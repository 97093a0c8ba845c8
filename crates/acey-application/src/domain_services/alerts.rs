//! Alert log and alert rules
//!
//! The log is a ring buffer: once full, the oldest alert is dropped. Every
//! alert is also written to the tracing log at a level matching its severity
//! and published on the event bus.

use acey_domain::constants::ALERT_CAPACITY;
use acey_domain::events::DomainEvent;
use acey_domain::ports::SharedEventBus;
use acey_domain::value_objects::{Alert, AlertSeverity, CycleHealth, CycleRecord, CycleReport};
use chrono::{DateTime, Utc};
use std::collections::VecDeque;
use std::sync::{Mutex, MutexGuard, PoisonError};
use tracing::{error, info, warn};
use uuid::Uuid;

/// Bounded, ordered log of operator alerts
pub struct AlertLog {
    alerts: Mutex<VecDeque<Alert>>,
    capacity: usize,
    events: SharedEventBus,
}

impl AlertLog {
    /// Create a log keeping the `capacity` most recent alerts
    pub fn new(capacity: usize, events: SharedEventBus) -> Self {
        Self {
            alerts: Mutex::new(VecDeque::with_capacity(capacity.min(ALERT_CAPACITY))),
            capacity: capacity.max(1),
            events,
        }
    }

    fn lock(&self) -> MutexGuard<'_, VecDeque<Alert>> {
        self.alerts.lock().unwrap_or_else(PoisonError::into_inner)
    }

    /// Record and publish an alert
    pub async fn raise(
        &self,
        severity: AlertSeverity,
        source: &str,
        message: impl Into<String>,
    ) -> Alert {
        let alert = Alert::new(severity, source, message);
        match severity {
            AlertSeverity::Info => info!(source, message = %alert.message, "Alert"),
            AlertSeverity::Warning => warn!(source, message = %alert.message, "Alert"),
            AlertSeverity::Error | AlertSeverity::Critical => {
                error!(source, severity = %severity, message = %alert.message, "Alert");
            }
        }
        {
            let mut alerts = self.lock();
            alerts.push_back(alert.clone());
            while alerts.len() > self.capacity {
                alerts.pop_front();
            }
        }
        let event = DomainEvent::Alert {
            alert: alert.clone(),
        };
        if let Err(e) = self.events.publish_event(event).await {
            warn!(error = %e, "Failed to publish alert");
        }
        alert
    }

    /// The `limit` most recent alerts, oldest first
    pub fn recent(&self, limit: usize) -> Vec<Alert> {
        let alerts = self.lock();
        let skip = alerts.len().saturating_sub(limit);
        alerts.iter().skip(skip).cloned().collect()
    }

    /// Mark an alert resolved; returns `false` when it is no longer held
    pub fn acknowledge(&self, id: Uuid) -> bool {
        let mut alerts = self.lock();
        match alerts.iter_mut().find(|a| a.id == id) {
            Some(alert) => {
                alert.resolved = true;
                true
            }
            None => false,
        }
    }

    /// Alerts at or above `min_severity` raised after `since`
    pub fn count_since(&self, since: DateTime<Utc>, min_severity: AlertSeverity) -> usize {
        self.lock()
            .iter()
            .filter(|a| a.timestamp >= since && a.severity >= min_severity)
            .count()
    }

    /// Unresolved alerts currently held
    pub fn unresolved(&self) -> usize {
        self.lock().iter().filter(|a| !a.resolved).count()
    }

    /// Alerts currently held
    pub fn len(&self) -> usize {
        self.lock().len()
    }

    /// Whether the log is empty
    pub fn is_empty(&self) -> bool {
        self.lock().is_empty()
    }
}

/// Alerts a completed cycle warrants, in emission order
pub fn cycle_alerts(
    record: &CycleRecord,
    report: Option<&CycleReport>,
) -> Vec<(AlertSeverity, String)> {
    let mut alerts = Vec::new();
    let n = record.cycle_number;

    if !record.success {
        let cause = record
            .errors
            .first()
            .map_or("unknown error", String::as_str);
        alerts.push((AlertSeverity::Error, format!("Cycle {n} failed: {cause}")));
        return alerts;
    }

    if let Some(report) = report {
        if report.proposals > 0 {
            alerts.push((
                AlertSeverity::Info,
                format!("Cycle {n} produced {} proposal(s)", report.proposals),
            ));
        }
        if report.anomalies > 0 {
            alerts.push((
                AlertSeverity::Warning,
                format!("Cycle {n} detected {} anomaly(ies)", report.anomalies),
            ));
        }
    }

    match record.health {
        CycleHealth::Poor => alerts.push((
            AlertSeverity::Warning,
            format!(
                "Cycle {n} health is poor: {}/{} executions succeeded",
                record.succeeded, record.executed
            ),
        )),
        CycleHealth::Critical => alerts.push((
            AlertSeverity::Error,
            format!(
                "Cycle {n} health is critical: {}/{} executions succeeded",
                record.succeeded, record.executed
            ),
        )),
        CycleHealth::Excellent | CycleHealth::Good => {}
    }
    alerts
}

/// Alert for the periodic health check
pub fn health_alert(
    recent_warnings: usize,
    threshold: usize,
    uptime_secs: u64,
    total_cycles: u64,
    consecutive_failures: u32,
) -> (AlertSeverity, String) {
    if recent_warnings > threshold {
        (
            AlertSeverity::Warning,
            format!("High alert frequency: {recent_warnings} warnings or worse in the last hour"),
        )
    } else {
        (
            AlertSeverity::Info,
            format!(
                "Health check passed: uptime {uptime_secs}s, {total_cycles} cycles, \
                 {consecutive_failures} consecutive failures"
            ),
        )
    }
}
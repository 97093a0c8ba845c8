//! Use cases
//!
//! Orchestration on top of the domain services: request dispatch, the batch
//! cycle runner and the operator control surface.

pub mod batch_runner;
pub mod control_center;
pub mod dispatch_service;

pub use batch_runner::{BatchCycleRunner, JobSpec};
pub use control_center::{ControlCenter, SystemStatus};
pub use dispatch_service::{DispatchService, ExecutionStats};
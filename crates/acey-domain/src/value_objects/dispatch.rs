//! Dispatch result taxonomy
//!
//! Callers of `submit_request` never see a bare error: every failure carries
//! one of the [`DispatchFailureKind`] variants and, when recovery ran, the full
//! attempt trail.

use crate::value_objects::{Outcome, RecoveryAttempt};
use serde::{Deserialize, Serialize};
use std::fmt;
use uuid::Uuid;

/// Failure taxonomy of the dispatch core
#[derive(Debug, Clone, Copy, PartialEq, Eq, Hash, Serialize, Deserialize)]
#[serde(rename_all = "snake_case")]
pub enum DispatchFailureKind {
    /// No eligible provider; the caller may queue and retry later
    SelectionFailure,
    /// Backend execution failed and recovery was not run
    ExecutionFailure,
    /// Every applicable recovery strategy failed, or none matched
    RecoveryExhausted,
    /// The scheduler's cycle callback failed
    SchedulerFault,
    /// The trust policy rejected the request before execution
    ConstitutionalDenial,
}

impl fmt::Display for DispatchFailureKind {
    fn fmt(&self, f: &mut fmt::Formatter<'_>) -> fmt::Result {
        let label = match self {
            Self::SelectionFailure => "selection_failure",
            Self::ExecutionFailure => "execution_failure",
            Self::RecoveryExhausted => "recovery_exhausted",
            Self::SchedulerFault => "scheduler_fault",
            Self::ConstitutionalDenial => "constitutional_denial",
        };
        f.write_str(label)
    }
}

/// Typed failure returned to `submit_request` callers
#[derive(Debug, Clone, PartialEq, Serialize, Deserialize, thiserror::Error)]
#[error("{kind}: {reason}")]
pub struct DispatchFailure {
    /// Request that failed
    pub request_id: Uuid,
    /// Taxonomy kind
    pub kind: DispatchFailureKind,
    /// Human-readable reason
    pub reason: String,
    /// Failed execution outcome, when one was produced
    pub outcome: Option<Outcome>,
    /// Recovery attempts made before giving up
    pub attempts: Vec<RecoveryAttempt>,
}

impl DispatchFailure {
    /// Create a failure without an outcome or attempt trail
    pub fn new(request_id: Uuid, kind: DispatchFailureKind, reason: impl Into<String>) -> Self {
        Self {
            request_id,
            kind,
            reason: reason.into(),
            outcome: None,
            attempts: Vec::new(),
        }
    }

    /// Attach the failed outcome
    pub fn with_outcome(mut self, outcome: Outcome) -> Self {
        self.outcome = Some(outcome);
        self
    }

    /// Attach the recovery trail
    pub fn with_attempts(mut self, attempts: Vec<RecoveryAttempt>) -> Self {
        self.attempts = attempts;
        self
    }
}

/// Result of submitting a request
pub type DispatchResult = std::result::Result<Outcome, DispatchFailure>;
//! Per-provider execution statistics

use acey_domain::value_objects::Outcome;
use dashmap::DashMap;
use serde::{Deserialize, Serialize};
use std::collections::BTreeMap;
use std::sync::atomic::{AtomicU64, Ordering};

/// Cost is accumulated in millionths so it fits an atomic integer
const COST_SCALE: f64 = 1_000_000.0;

#[derive(Debug, Default)]
struct ProviderCounters {
    successes: AtomicU64,
    failures: AtomicU64,
    total_duration_ms: AtomicU64,
    total_cost_micros: AtomicU64,
}

/// Point-in-time statistics for one provider
#[derive(Debug, Clone, Default, PartialEq, Serialize, Deserialize)]
pub struct ProviderStats {
    /// Successful executions
    pub successes: u64,
    /// Failed executions
    pub failures: u64,
    /// Summed execution time
    pub total_duration_ms: u64,
    /// Summed cost of successful executions
    pub total_cost: f64,
}

impl ProviderStats {
    /// Total executions
    pub fn executions(&self) -> u64 {
        self.successes + self.failures
    }

    /// Success ratio in [0, 1], zero before the first execution
    pub fn success_rate(&self) -> f64 {
        match self.executions() {
            0 => 0.0,
            n => self.successes as f64 / n as f64,
        }
    }

    /// Mean execution time
    pub fn average_duration_ms(&self) -> u64 {
        self.total_duration_ms
            .checked_div(self.executions())
            .unwrap_or(0)
    }
}

/// Lock-free counters keyed by provider name
#[derive(Debug, Default)]
pub struct ExecutionStatsStore {
    counters: DashMap<String, ProviderCounters>,
}

impl ExecutionStatsStore {
    /// Create an empty store
    pub fn new() -> Self {
        Self::default()
    }

    /// Count one outcome against its provider
    pub fn record(&self, outcome: &Outcome) {
        let entry = self
            .counters
            .entry(outcome.provider_name.clone())
            .or_default();
        if outcome.success {
            entry.successes.fetch_add(1, Ordering::Relaxed);
        } else {
            entry.failures.fetch_add(1, Ordering::Relaxed);
        }
        entry
            .total_duration_ms
            .fetch_add(outcome.duration_ms, Ordering::Relaxed);
        if outcome.cost_incurred > 0.0 {
            let micros = (outcome.cost_incurred * COST_SCALE).round() as u64;
            entry.total_cost_micros.fetch_add(micros, Ordering::Relaxed);
        }
    }

    /// Copy of every provider's statistics, sorted by name
    pub fn snapshot(&self) -> BTreeMap<String, ProviderStats> {
        self.counters
            .iter()
            .map(|entry| {
                let c = entry.value();
                let stats = ProviderStats {
                    successes: c.successes.load(Ordering::Relaxed),
                    failures: c.failures.load(Ordering::Relaxed),
                    total_duration_ms: c.total_duration_ms.load(Ordering::Relaxed),
                    total_cost: c.total_cost_micros.load(Ordering::Relaxed) as f64 / COST_SCALE,
                };
                (entry.key().clone(), stats)
            })
            .collect()
    }

    /// Statistics for one provider
    pub fn get(&self, provider_name: &str) -> Option<ProviderStats> {
        self.snapshot().remove(provider_name)
    }

    /// Drop every counter
    pub fn reset(&self) {
        self.counters.clear();
    }
}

Problem to work on – For every line of the records with the string "bool", add one to a tally; give the final tally alone.

Task result – 2